Friday, June 12, 2009

Closing Ceremony

Well, I was wrong. Our school closing ceremony wasn't one hour of standing around all dressed up listening to boring speeches. It was only 35 minutes!

It followed the same format as every single other ceremony: the Himnusz, a poem, speeches, singing, the second Himnusz (I don't know what it's actually called, it's just some other important song at the end of every ceremony). Today's poem was something by Juhász Gyula containing a lot of "oh, na"s in it, read by a girl with the most unenthusiastic voice. The speech, thankfully just one, was delivered by the principal. It was long. Twenty minutes. Singing followed; this was relatively interesting, but also long. Did I mention that we were all standing? The girls mostly in heels, and the boys many in suits.

Meanwhile the kids fidgeted and chatted, and the teachers fidgeted and chatted and hissed at the kids to be quiet and stand still. We had all gotten flowers, and one teacher used his to whack kids on the shoulder until it broke. As usual, several girls fainted or got dizzy, and were laid out on benches and brought water. Two girls in front of me taught a third how to play thumb wars until they were shoulder-swatted. Clouds moved over the sun, cardigans were put on; clouds moved away, cardigans were removed and sunglasses came out.

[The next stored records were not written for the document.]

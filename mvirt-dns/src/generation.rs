//! Publish/echo/retire primitive for hot-swappable resources.
//!
//! The control thread owns a [`Publisher`] per resource kind. Publishing stores
//! a fresh immutable [`Generation`] into the shared [`Slot`]; the previous
//! generation is queued for retirement. Each worker owns a [`Reader`] that
//! adopts the newest generation once per loop iteration and writes the id it
//! holds into its [`Echo`]. A retired generation is released only once no
//! echo can still name it.
//!
//! Ordering: the slot's generation pointer is swapped before the `latest`
//! counter is stored with `Release`; readers load `latest` with `Acquire` and
//! then the pointer, so a reader that sees a new id always sees the fully
//! constructed generation behind it. Echoes are stored with `Release` after the
//! reader has dropped its previous generation and loaded with `Acquire` by the
//! control thread.

use std::collections::VecDeque;
use std::fmt;
use std::ops::Deref;
use std::sync::Arc;
use std::sync::atomic::{AtomicU64, Ordering};

use arc_swap::ArcSwap;
use tracing::debug;

/// Echo value of a worker that has not adopted any generation.
///
/// Real generation ids start at 1.
pub const UNADOPTED: u64 = 0;

/// The hot-swappable resource kinds.
#[derive(Debug, Clone, Copy, PartialEq, Eq, Hash)]
pub enum ResourceKind {
    Sockets,
    Raw,
    Catalog,
}

impl ResourceKind {
    pub const COUNT: usize = 3;
    pub const ALL: [ResourceKind; Self::COUNT] =
        [ResourceKind::Sockets, ResourceKind::Raw, ResourceKind::Catalog];

    pub fn index(self) -> usize {
        match self {
            ResourceKind::Sockets => 0,
            ResourceKind::Raw => 1,
            ResourceKind::Catalog => 2,
        }
    }

    pub fn as_str(self) -> &'static str {
        match self {
            ResourceKind::Sockets => "sockets",
            ResourceKind::Raw => "raw",
            ResourceKind::Catalog => "catalog",
        }
    }
}

impl fmt::Display for ResourceKind {
    fn fmt(&self, f: &mut fmt::Formatter<'_>) -> fmt::Result {
        f.write_str(self.as_str())
    }
}

/// One immutable version of a resource.
#[derive(Debug)]
pub struct Generation<T> {
    id: u64,
    value: T,
}

impl<T> Generation<T> {
    pub fn id(&self) -> u64 {
        self.id
    }

    pub fn value(&self) -> &T {
        &self.value
    }
}

impl<T> Deref for Generation<T> {
    type Target = T;

    fn deref(&self) -> &T {
        &self.value
    }
}

/// Shared publication point read by every worker.
pub struct Slot<T> {
    current: ArcSwap<Generation<T>>,
    latest: AtomicU64,
}

impl<T> Slot<T> {
    /// Id of the newest published generation.
    #[inline]
    pub fn latest_id(&self) -> u64 {
        self.latest.load(Ordering::Acquire)
    }

    /// Take a reference to the newest published generation.
    #[inline]
    pub fn load(&self) -> Arc<Generation<T>> {
        self.current.load_full()
    }
}

/// Written by exactly one worker; read by the control thread.
#[derive(Debug)]
pub struct Echo(AtomicU64);

impl Echo {
    pub const fn new() -> Self {
        Echo(AtomicU64::new(UNADOPTED))
    }

    #[inline]
    pub fn store(&self, generation: u64) {
        self.0.store(generation, Ordering::Release);
    }

    #[inline]
    pub fn load(&self) -> u64 {
        self.0.load(Ordering::Acquire)
    }
}

impl Default for Echo {
    fn default() -> Self {
        Self::new()
    }
}

/// Whether a worker whose echo reads `echo` may still hold `generation`.
///
/// A reader echoes only after adopting, so between loading a newer generation
/// and echoing it the reader's echo names an older one. Any echo at or below
/// `generation` therefore still pins it; only the sentinel and strictly newer
/// echoes release it.
#[inline]
pub fn still_holds(echo: u64, generation: u64) -> bool {
    echo != UNADOPTED && echo <= generation
}

/// Worker-side view of a slot.
pub struct Reader<T> {
    slot: Arc<Slot<T>>,
    cached: Arc<Generation<T>>,
}

impl<T> Reader<T> {
    /// Create a reader seeded with the current generation and echo it.
    ///
    /// Called on the control thread before the worker starts, so a worker never
    /// holds a generation its echo does not account for.
    pub fn new(slot: Arc<Slot<T>>, echo: &Echo) -> Self {
        let cached = slot.load();
        echo.store(cached.id());
        Self { slot, cached }
    }

    /// Adopt the newest generation if it changed. Returns true on adoption.
    #[inline]
    pub fn refresh(&mut self, echo: &Echo) -> bool {
        if self.slot.latest_id() == self.cached.id() {
            return false;
        }
        // Assigning drops the old reference before the echo is written.
        self.cached = self.slot.load();
        echo.store(self.cached.id());
        true
    }

    #[inline]
    pub fn current(&self) -> &Generation<T> {
        &self.cached
    }
}

/// Control-thread side of a slot: publishes and retires generations.
pub struct Publisher<T> {
    kind: ResourceKind,
    slot: Arc<Slot<T>>,
    retiring: VecDeque<Arc<Generation<T>>>,
}

impl<T> Publisher<T> {
    /// Create a publisher whose first generation (id 1) holds `initial`.
    pub fn new(kind: ResourceKind, initial: T) -> Self {
        let first = Arc::new(Generation {
            id: UNADOPTED + 1,
            value: initial,
        });
        let slot = Arc::new(Slot {
            current: ArcSwap::new(first),
            latest: AtomicU64::new(UNADOPTED + 1),
        });
        Self {
            kind,
            slot,
            retiring: VecDeque::new(),
        }
    }

    pub fn kind(&self) -> ResourceKind {
        self.kind
    }

    pub fn slot(&self) -> &Arc<Slot<T>> {
        &self.slot
    }

    pub fn current_id(&self) -> u64 {
        self.slot.latest_id()
    }

    /// The newest generation, for control-thread inspection.
    pub fn current(&self) -> Arc<Generation<T>> {
        self.slot.load()
    }

    /// Publish `value` as the next generation and queue the previous one for
    /// retirement. Never blocks.
    pub fn publish(&mut self, value: T) -> u64 {
        let id = self.slot.latest_id() + 1;
        let fresh = Arc::new(Generation { id, value });
        let previous = self.slot.current.swap(fresh);
        self.slot.latest.store(id, Ordering::Release);
        debug!(kind = %self.kind, generation = id, retiring = previous.id(), "published generation");
        self.retiring.push_back(previous);
        id
    }

    /// Ids of generations waiting for quiescence, oldest first.
    pub fn pending(&self) -> impl Iterator<Item = u64> + '_ {
        self.retiring.iter().map(|g| g.id())
    }

    pub fn pending_count(&self) -> usize {
        self.retiring.len()
    }

    pub fn oldest_pending(&self) -> Option<u64> {
        self.retiring.front().map(|g| g.id())
    }

    /// Release every retiring generation that no echo still holds.
    ///
    /// `echoes` is a snapshot of every live worker's echo for this kind.
    /// Returns the number of generations released.
    pub fn reclaim(&mut self, echoes: &[u64]) -> usize {
        let before = self.retiring.len();
        self.retiring.retain(|generation| {
            let id = generation.id();
            echoes.iter().any(|&echo| still_holds(echo, id))
        });
        let reclaimed = before - self.retiring.len();
        if reclaimed > 0 {
            debug!(kind = %self.kind, reclaimed, pending = self.retiring.len(), "reclaimed generations");
        }
        reclaimed
    }
}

Eventually it ended. The students went to their classrooms to collect their report cards, then go home - they're free for the summer. The teachers picked up their things from the teachers room and left with cheerful goodbyes. Seven-thirty Monday morning, we'll all be back for the oral érettségi exams.

3 comments:

Brieggy said...

I think the second song may be the Nemzeti Dal. At least I think that is what they sing at ours.

w said...

it's called Szózat. no other country have this kind of secondary national "anthem", but we hungarians do, of course...

Emily said...

Briggi - that's what I thought too at first, but since I actually know the words to Nemzeti Dal, yesterday I listened and that wasn't it.

W - you're right! As soon as you said Szózat I recognized the name. Thanks!